In HIV-infected individuals without prior CVD, reduced kidney function and albuminuria were not independently associated with subclinical vascular disease, as assessed by cIMT. These results suggest that research should focus on searching for novel mechanisms by which kidney disease confers cardiovascular risk in HIV-infected individuals.
背景/目的:肾功能下降和白蛋白尿与 HIV 感染者发生心血管疾病(CVD)和死亡的风险增加相关。我们研究了估算肾小球滤过率(eGFR)降低和白蛋白尿是否与亚临床血管疾病相关,通过颈动脉内膜中层厚度(cIMT)评估。

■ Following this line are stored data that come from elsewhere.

//! Request handler abstraction.

use async_trait::async_trait;
use serde::Serialize;
use std::net::IpAddr;
use std::sync::Arc;

/// Status returned by handlers that accept a request.
pub const STATUS_OK: u16 = 200;
/// Status returned when a request is rate limited.
pub const STATUS_TOO_MANY_REQUESTS: u16 = 429;

/// The parts of an inbound request admission control looks at.
#[derive(Debug, Clone, PartialEq, Eq)]
pub struct Request {
    /// Address of the client, already resolved by the transport
    pub client_ip: IpAddr,
    /// HTTP method, e.g. `GET`
    pub method: String,
    /// Request path, e.g. `/api/users`
    pub path: String,
}

impl Request {
    pub fn new(client_ip: IpAddr, method: impl Into<String>, path: impl Into<String>) -> Self {
        Self {
            client_ip,
            method: method.into(),
            path: path.into(),
        }
    }
}

/// A minimal response: a status code and headers.
#[derive(Debug, Clone, PartialEq, Eq, Serialize)]
pub struct Response {
    pub status: u16,
    pub headers: Vec<(String, String)>,
}

impl Response {
    pub fn new(status: u16) -> Self {
        Self {
            status,
            headers: Vec::new(),
        }
    }

    pub fn with_header(mut self, name: impl Into<String>, value: impl Into<String>) -> Self {
        self.headers.push((name.into(), value.into()));
        self
    }

    /// Look up a header value; names compare case-insensitively.
    pub fn header(&self, name: &str) -> Option<&str> {
        self.headers
            .iter()
            .find(|(candidate, _)| candidate.eq_ignore_ascii_case(name))
            .map(|(_, value)| value.as_str())
    }
}

/// Anything that can answer a request.
///
/// The gate implements this itself, so it can wrap and be wrapped by other
/// handlers.
#[async_trait]
pub trait Handler: Send + Sync {
    async fn handle(&self, request: Request) -> Response;
}

#[async_trait]
impl<H: Handler + ?Sized> Handler for Arc<H> {
    async fn handle(&self, request: Request) -> Response {
        (**self).handle(request).await
    }
}

/// A handler that answers every request with the same status.
#[derive(Debug, Clone, Copy)]
pub struct StatusHandler {
    status: u16,
}

impl StatusHandler {
    pub fn new(status: u16) -> Self {
        Self { status }
    }
}

impl Default for StatusHandler {
    fn default() -> Self {
        Self::new(STATUS_OK)
    }
}

#[async_trait]
impl Handler for StatusHandler {
    async fn handle(&self, _request: Request) -> Response {
        Response::new(self.status)
    }
}

#[cfg(test)]
mod tests {
    use super::*;

    #[test]
    fn test_header_lookup_ignores_case() {
        let response = Response::new(STATUS_TOO_MANY_REQUESTS).with_header("Retry-After", "6");

        assert_eq!(response.header("retry-after"), Some("6"));
        assert_eq!(response.header("RETRY-AFTER"), Some("6"));
        assert_eq!(response.header("X-Other"), None);
    }

    #[tokio::test]
    async fn test_status_handler() {
        let request = Request::new("127.0.0.1".parse().unwrap(), "GET", "/");

        assert_eq!(StatusHandler::default().handle(request.clone()).await.status, STATUS_OK);
        assert_eq!(StatusHandler::new(503).handle(request).await.status, 503);
    }

    #[tokio::test]
    async fn test_shared_handler() {
        let handler: Arc<dyn Handler> = Arc::new(StatusHandler::new(204));
        let request = Request::new("::1".parse().unwrap(), "DELETE", "/item");

        assert_eq!(handler.handle(request).await.status, 204);
    }
}
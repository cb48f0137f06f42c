//! Error types for the Turnstile admission layer.

use thiserror::Error;

/// Main error type for Turnstile operations.
#[derive(Error, Debug)]
pub enum TurnstileError {
    /// Configuration-related errors
    #[error("Configuration error: {0}")]
    Config(String),

    /// Layered settings could not be loaded or deserialized
    #[error("Settings error: {0}")]
    Settings(#[from] config::ConfigError),

    /// The rule file could not be parsed
    #[error("Rule syntax error on line {line}: {message}")]
    RuleSyntax { line: usize, message: String },

    /// A retry-after hint was requested for a key that was never checked
    #[error("No limiter registered for key: {0}")]
    KeyNotFound(String),

    /// I/O errors
    #[error("I/O error: {0}")]
    Io(#[from] std::io::Error),
}

impl TurnstileError {
    pub(crate) fn syntax(line: usize, message: impl Into<String>) -> Self {
        TurnstileError::RuleSyntax {
            line,
            message: message.into(),
        }
    }
}

/// Result type alias for Turnstile operations.
pub type Result<T> = std::result::Result<T, TurnstileError>;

使用多变量线性回归,对 FRAM 研究中 476 名无 CVD 临床证据的 HIV 感染者进行横断面分析。胱抑素 C 和肌酐水平计算 eGFR(Cys)和 eGFR(Cr)。白蛋白尿定义为尿试纸阳性(≥1+)或尿白蛋白/肌酐比值≥30mg/g。高分辨率 B 型超声测量普通和内部 cIMT。
在未校正分析中,eGFR(Cys)和 eGFR(Cr)与普通和内部 cIMT 密切相关。eGFR(Cys)和 eGFR(Cr)每降低 10ml/min/1.73m2,普通 cIMT 分别升高 0.008mm(p=0.003,p=0.01),内部 cIMT 分别升高 0.024mm 和 0.029mm(p=0.003)。这些关联在调整年龄、性别和种族后被消除。在所有模型中,白蛋白尿与普通或内部 cIMT 的相关性均较小。
在无既往 CVD 的 HIV 感染者中,亚临床血管疾病(通过 cIMT 评估)与肾功能下降和白蛋白尿无关。这些结果表明,研究应集中于寻找肾功能障碍使 HIV 感染者发生心血管风险的新机制。